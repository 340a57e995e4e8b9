//! Round transaction.
//!
//! [`CombatEngine::run_round`] takes an immutable session snapshot and the
//! collaborator data for one character and returns the next snapshot
//! together with everything the caller must persist: potion decrements,
//! rewards and the defeat penalty. The caller commits all of it atomically
//! or nothing at all.
//!
//! # Sequence
//!
//! 1. start fighting if idle, initialise HP/mana from the maximums
//! 2. pre-round potions
//! 3. HP must be positive, otherwise auto-stop and clear the session
//! 4. prepare the roster (keep, refresh or generate); auto-stop on an empty map
//! 5. resolve the round
//! 6. post-round potions (skipped on defeat)
//! 7. replenish vacant slots when the round wiped the roster
//! 8. settle rewards; on defeat apply the penalty and clear the session
mod errors;
mod flags;
mod outcome;

pub use errors::EngineError;
pub use flags::RoundFlags;
pub use outcome::{
    ConsumedPotion, CurrencyChange, PotionPhase, ResolvedRound, RoundTransition, StopReason,
};

use crate::combat::{RoundInput, RoundProcessor};
use crate::config::CombatConfig;
use crate::env::{CombatEnv, MapDefinition, RandomSource};
use crate::potion::{Gauge, PotionBelt, apply_auto_potions};
use crate::roster::{MonsterRoster, RosterChange, RosterError};
use crate::state::{
    AutoPotionSettings, CharacterStats, CombatSession, LearnedSkill, PotionStack, SkillId,
    Timestamp,
};

/// Inputs for one round; all read before the round starts.
#[derive(Clone, Copy, Debug)]
pub struct RoundRequest<'a> {
    pub session: &'a CombatSession,
    pub character: &'a CharacterStats,
    pub map: &'a MapDefinition,
    pub learned: &'a [LearnedSkill],
    /// Skill ids in priority order.
    pub requested: &'a [SkillId],
    pub potions: &'a [PotionStack],
    pub potion_settings: AutoPotionSettings,
    pub now: Timestamp,
}

pub struct CombatEngine<'a> {
    config: &'a CombatConfig,
    env: CombatEnv<'a>,
}

impl<'a> CombatEngine<'a> {
    pub fn new(config: &'a CombatConfig, env: CombatEnv<'a>) -> Self {
        Self { config, env }
    }

    pub fn run_round(
        &self,
        request: RoundRequest<'_>,
        rng: &mut impl RandomSource,
    ) -> Result<RoundTransition, EngineError> {
        let character = request.character;
        if request.session.character_id != character.id {
            return Err(EngineError::CharacterMismatch {
                session: request.session.character_id,
                character: character.id,
            });
        }

        let mut next = request.session.clone();
        if !next.is_fighting {
            next.is_fighting = true;
            next.started_at = Some(request.now);
        }
        next.started_at.get_or_insert(request.now);
        next.initialize_resources(character.max_hp, character.max_mana);

        let mut belt = PotionBelt::new(request.potions.to_vec());
        let mut potions = Vec::new();
        self.drink(&request, &mut next, &mut belt, PotionPhase::PreRound, &mut potions);

        if next.hp() == 0 {
            return Ok(RoundTransition::AutoStopped {
                reason: StopReason::OutOfHealth,
                session: next.cleared(),
                last_hp: next.hp(),
            });
        }

        let multipliers = self.env.tables().difficulty(character.difficulty);
        let eligible = request.map.eligible_monsters(self.env.monsters());
        let roster = MonsterRoster::new(request.map, &eligible, multipliers, self.config);

        let prepared = match roster.prepare(&next, request.now, rng) {
            Ok(prepared) => prepared,
            Err(RosterError::NoMonstersAvailable { .. }) => {
                let mut stopped = request.session.clone();
                stopped.is_fighting = false;
                return Ok(RoundTransition::AutoStopped {
                    reason: StopReason::NoMonsters,
                    last_hp: next.hp(),
                    session: stopped,
                });
            }
        };

        let mut flags = RoundFlags::empty();
        match prepared.change {
            RosterChange::Generated => {
                next.begin_encounter();
                flags |= RoundFlags::NEW_ENCOUNTER;
            }
            RosterChange::Refreshed => flags |= RoundFlags::REFRESHED,
            RosterChange::Unchanged => {}
        }
        next.monsters_refreshed_at = prepared.refreshed_at;

        let processor = RoundProcessor::new(self.config, self.env, multipliers);
        let result = processor.process(
            RoundInput {
                character,
                slots: &prepared.slots,
                round: next.round_number + 1,
                hp: next.hp(),
                mana: next.mana(),
                cooldowns: &next.skill_cooldowns,
                usage: &next.skill_usage,
                requested: request.requested,
                learned: request.learned,
            },
            rng,
        );

        next.round_number = result.round_number;
        next.current_hp = Some(result.hp);
        next.current_mana = Some(result.mana);
        next.total_damage_dealt += result.damage_dealt;
        next.total_damage_taken += result.damage_taken;
        next.skill_cooldowns = result.cooldowns.clone();
        next.skill_usage = result.skill_usage.clone();
        next.monster_slots = result.slots.clone();

        let mut spawned = Vec::new();
        if !result.defeat {
            self.drink(&request, &mut next, &mut belt, PotionPhase::PostRound, &mut potions);

            let wiped = !result.has_alive_monster;
            if wiped || self.config.replenish_every_round {
                let replenished = roster.replenish(&next.monster_slots, wiped, rng)?;
                next.monster_slots = replenished.slots;
                spawned = replenished.spawned;
            }
        }

        // A defeat forfeits the round's copper; the penalty is taken from the
        // balance the character brought into the round.
        let (gained, penalty) = if result.defeat {
            (0, self.config.defeat_penalty(character.currency))
        } else {
            (result.rewards.currency, 0)
        };
        let currency = CurrencyChange {
            before: character.currency,
            gained,
            penalty,
        };

        flags |= round_flags(&result, &potions, &spawned);
        let duration_ms = next
            .started_at
            .map_or(0, |started| request.now.millis_since(started));
        let total_damage_dealt = next.total_damage_dealt;
        let total_damage_taken = next.total_damage_taken;
        if result.defeat {
            next = next.cleared();
        }

        Ok(RoundTransition::Resolved(Box::new(ResolvedRound {
            session: next,
            experience: result.rewards.experience,
            result,
            roster: prepared.change,
            summary: prepared.summary,
            spawned,
            potions,
            currency,
            total_damage_dealt,
            total_damage_taken,
            duration_ms,
            flags,
        })))
    }

    fn drink(
        &self,
        request: &RoundRequest<'_>,
        session: &mut CombatSession,
        belt: &mut PotionBelt,
        phase: PotionPhase,
        log: &mut Vec<ConsumedPotion>,
    ) {
        let mut hp = Gauge::new(session.hp(), request.character.max_hp);
        let mut mana = Gauge::new(session.mana(), request.character.max_mana);
        let used = apply_auto_potions(&request.potion_settings, &mut hp, &mut mana, belt);

        session.current_hp = Some(hp.current);
        session.current_mana = Some(mana.current);
        log.extend(used.into_iter().map(|potion| ConsumedPotion { phase, potion }));
    }
}

fn round_flags(
    result: &crate::combat::RoundResult,
    potions: &[ConsumedPotion],
    spawned: &[usize],
) -> RoundFlags {
    let mut flags = RoundFlags::empty();
    flags.set(RoundFlags::SKILL_CAST, result.skill.is_some());
    flags.set(RoundFlags::CRIT, result.crit);
    flags.set(RoundFlags::KILL, !result.kills.is_empty());
    flags.set(RoundFlags::VICTORY, result.victory);
    flags.set(RoundFlags::DEFEAT, result.defeat);
    flags.set(RoundFlags::LOOT, !result.rewards.loot.is_empty());
    flags.set(RoundFlags::POTION_USED, !potions.is_empty());
    flags.set(RoundFlags::REPLENISHED, !spawned.is_empty());
    flags
}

## ACTIVITY
Search the entries for the word "MonsterRoster" and copy every line that has it.

## WRITTEN RESPONSE
use crate::roster::{MonsterRoster, RosterChange, RosterError};
        let roster = MonsterRoster::new(request.map, &eligible, multipliers, self.config);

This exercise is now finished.